Disclosure channel exists

Polymarket's assessment for RD-F-175 — scored green on the v1.7.0 rubric. The evidence below is the curator's reasoning for this score.

Evidence summary #

Immunefi bug bounty program active at https://immunefi.com/bug-bounty/polymarket/ since April 22 2024, last updated January 24 2025. Immunefi Standard Badge awarded. Trust Security submitted a vulnerability in 2024 and received a $500 good-faith bounty, confirming the channel is operational. Disclosure channel exists and is functional.

Sources #

URL
https://www.schneier.com/blog/archives/2026/05/hacking-polymarket.htmlretrieved 2026-05-06
Curator note
Dead — Immunefi bug-bounty page for Polymarket no longer accessible at /bug-bounty/polymarket/information/ or the parent /bug-bounty/polymarket path (both 404). No archive.org snapshot accessible.
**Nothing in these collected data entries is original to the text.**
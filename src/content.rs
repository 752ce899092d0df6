/// Content generation module
///
/// Produces the text and illustration of one post. Both go through a
/// fallback chain: Gemini first, then a local substitute, so a post always
/// has non-empty text and usually an image.

use async_trait::async_trait;
use image::ImageFormat;
use reqwest::StatusCode;
use std::sync::Arc;
use thiserror::Error;

use crate::fallback::{FallbackChain, Strategy};
use crate::gemini::GeminiClient;
use crate::placeholder::PlaceholderImage;
use crate::retry::{classify_status, classify_transport, Classify, Failure};

/// Generated text shorter than this is kept but logged as suspicious
const MIN_EXPECTED_TEXT_CHARS: usize = 50;

/// How much of the post text goes onto the placeholder image
const PLACEHOLDER_EXCERPT_CHARS: usize = 200;

#[derive(Debug, Error)]
pub enum GenerationError {
    #[error("request failed: {0}")]
    Request(#[from] reqwest::Error),
    #[error("API returned status {status}: {body}")]
    Status { status: StatusCode, body: String },
    #[error("failed to parse API response: {0}")]
    Json(#[from] serde_json::Error),
    #[error("response is missing `{0}`")]
    MissingField(&'static str),
    #[error("response text is empty")]
    Empty,
    #[error("no inline image data in response")]
    NoImage,
    #[error("invalid image data: {0}")]
    Image(#[from] image::ImageError),
    #[error("placeholder rendering failed: {0}")]
    Render(String),
}

impl Classify for GenerationError {
    fn classify(&self) -> Failure {
        match self {
            GenerationError::Request(e) => classify_transport(e),
            GenerationError::Status { status, .. } => classify_status(*status),
            _ => Failure::Fatal,
        }
    }
}

/// An encoded image ready for upload
#[derive(Debug, Clone, PartialEq, Eq)]
pub struct GeneratedImage {
    pub bytes: Vec<u8>,
    pub mime_type: String,
    pub file_name: String,
}

impl GeneratedImage {
    pub fn new(bytes: Vec<u8>, format: ImageFormat) -> Self {
        let extension = format.extensions_str().first().copied().unwrap_or("img");
        Self {
            bytes,
            mime_type: format.to_mime_type().to_string(),
            file_name: format!("image.{}", extension),
        }
    }

    /// Accept `bytes` only if they decode as an image
    pub fn from_encoded(bytes: Vec<u8>) -> Result<Self, GenerationError> {
        if bytes.is_empty() {
            return Err(GenerationError::NoImage);
        }

        let format = image::guess_format(&bytes)?;
        image::load_from_memory_with_format(&bytes, format)?;

        Ok(Self::new(bytes, format))
    }
}

/// Everything needed to publish one post
#[derive(Debug, Clone)]
pub struct GeneratedContent {
    pub text: String,
    pub image: Option<GeneratedImage>,
}

/// Input of the image chain
#[derive(Debug, Clone)]
pub struct ImageRequest {
    pub topic: String,
    /// Post text, used to letter the placeholder
    pub text: String,
}

pub fn text_prompt(topic: &str) -> String {
    format!(
        "Mavzu: {topic}\n\n\
        O'zbek tilida AI va texnologiya haqida 200-300 so'zlik ma'lumotli va qiziqarli post yozing. \
        Post quyidagi talablarga javob berishi kerak:\n\
        - Oddiy va tushunarli til\n\
        - Praktik maslahatlar berish\n\
        - Misollar keltirish\n\
        - Savol bilan tugashi (engagement uchun)\n\
        - Professional va do'stona ohang\n\n\
        Postda hashtag ishlatmang, faqat sof matn bo'lsin."
    )
}

pub fn image_prompt(topic: &str) -> String {
    format!(
        "Create a high-quality, educational infographic-style image about: '{topic}'. \
        Visualize the concept using creative metaphors. Include a small, glowing nano-banana \
        (1cm size, made of golden circuit boards and neon-blue wires, smiling, floating in zero gravity) \
        as the central symbol of AI intelligence. Surround it with icons: brain, robot, code brackets, \
        speech bubble with 'Prompt', lightbulb, gears. Background: soft gradient purple-cyan cosmic space. \
        Style: futuristic educational infographic, clean vector art, professional design, \
        no text overlay, 16:9 aspect ratio, ultra-detailed, photorealistic lighting."
    )
}

/// Canned paragraph used when text generation fails
pub fn fallback_text(topic: &str) -> String {
    format!(
        "AI texnologiyalari kundan-kunga rivojlanmoqda va bizning hayotimizni o'zgartirmoqda. \
        {topic} mavzusi bo'yicha ko'proq o'rganish juda muhim.\n\n\
        Bugungi kunda AI asboblari bizga vaqt tejash, samaradorlikni oshirish va yangi imkoniyatlar \
        ochishda yordam bermoqda. Har bir yangi AI texnologiyasi o'z afzalliklari va cheklovlariga ega.\n\n\
        Bu sohadagi yangiliklar va rivojlanishlar doimo kuzatib borish zarur. \
        Professional rivojlanish uchun doimiy o'rganish va amaliyot qilish muhim.\n\n\
        Sizning fikringizcha, AI texnologiyalari kelajakda qanday rivojlanadi?"
    )
}

/// First `PLACEHOLDER_EXCERPT_CHARS` characters of the post, followed by "..."
pub fn excerpt(text: &str) -> String {
    let mut excerpt: String = text.chars().take(PLACEHOLDER_EXCERPT_CHARS).collect();
    excerpt.push_str("...");
    excerpt
}

pub struct GeminiText(pub Arc<GeminiClient>);

#[async_trait]
impl Strategy<str, String> for GeminiText {
    fn name(&self) -> &str {
        "gemini-text"
    }

    async fn attempt(&self, topic: &str) -> Result<String, GenerationError> {
        log::info!("Generating text for topic: {}", topic);
        let text = self.0.generate_text(&text_prompt(topic)).await?;

        let chars = text.chars().count();
        if chars < MIN_EXPECTED_TEXT_CHARS {
            log::warn!("Generated text seems too short ({} chars): {}", chars, text);
        }
        log::info!("Successfully generated {} characters of text", chars);

        Ok(text)
    }
}

pub struct CannedText;

#[async_trait]
impl Strategy<str, String> for CannedText {
    fn name(&self) -> &str {
        "canned-text"
    }

    async fn attempt(&self, topic: &str) -> Result<String, GenerationError> {
        Ok(fallback_text(topic))
    }
}

pub struct GeminiImage(pub Arc<GeminiClient>);

#[async_trait]
impl Strategy<ImageRequest, GeneratedImage> for GeminiImage {
    fn name(&self) -> &str {
        "gemini-image"
    }

    async fn attempt(&self, request: &ImageRequest) -> Result<GeneratedImage, GenerationError> {
        let payloads = self.0.generate_image(&image_prompt(&request.topic)).await?;

        let mut last_error = GenerationError::NoImage;
        for payload in payloads {
            match GeneratedImage::from_encoded(payload.bytes) {
                Ok(image) => return Ok(image),
                Err(e) => {
                    log::warn!(
                        "Inline payload ({}) is not a usable image: {}",
                        payload.mime_type.as_deref().unwrap_or("unknown type"),
                        e
                    );
                    last_error = e;
                }
            }
        }

        Err(last_error)
    }
}

/// Produces the text and image of a post
pub struct ContentGenerator {
    text_chain: FallbackChain<str, String>,
    image_chain: FallbackChain<ImageRequest, GeneratedImage>,
}

impl ContentGenerator {
    pub fn new(
        text_chain: FallbackChain<str, String>,
        image_chain: FallbackChain<ImageRequest, GeneratedImage>,
    ) -> Self {
        Self {
            text_chain,
            image_chain,
        }
    }

    /// Gemini first, local substitutes second
    pub fn with_gemini(client: Arc<GeminiClient>, placeholder: PlaceholderImage) -> Self {
        Self::new(
            FallbackChain::new()
                .then(GeminiText(client.clone()))
                .then(CannedText),
            FallbackChain::new()
                .then(GeminiImage(client))
                .then(placeholder),
        )
    }

    /// Always non-empty
    pub async fn generate_text(&self, topic: &str) -> String {
        match self.text_chain.run(topic).await {
            Some((text, source)) if !text.trim().is_empty() => {
                log::info!("Post text provided by {}", source);
                text
            }
            _ => fallback_text(topic),
        }
    }

    /// `None` only when every image strategy failed
    pub async fn generate_image(&self, topic: &str, text: &str) -> Option<GeneratedImage> {
        let request = ImageRequest {
            topic: topic.to_string(),
            text: text.to_string(),
        };

        let (image, source) = self.image_chain.run(&request).await?;
        log::info!(
            "Image provided by {} ({}, {} bytes)",
            source,
            image.mime_type,
            image.bytes.len()
        );
        Some(image)
    }

    pub async fn generate(&self, topic: &str) -> GeneratedContent {
        let text = self.generate_text(topic).await;
        let image = self.generate_image(topic, &text).await;

        GeneratedContent { text, image }
    }
}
Curator should re-cite from a current Polymarket bug-bounty disclosure (HackerOne, GitHub SECURITY.md, or in-app program page) rather than substitute a different bounty program. [dead-link, original: https://immunefi.com/bug-bounty/polymarket/information/]retrieved 2026-05-06

Methodology #

Determine whether the protocol publishes a public security disclosure channel (security@ email, Immunefi program, in-house disclosure page).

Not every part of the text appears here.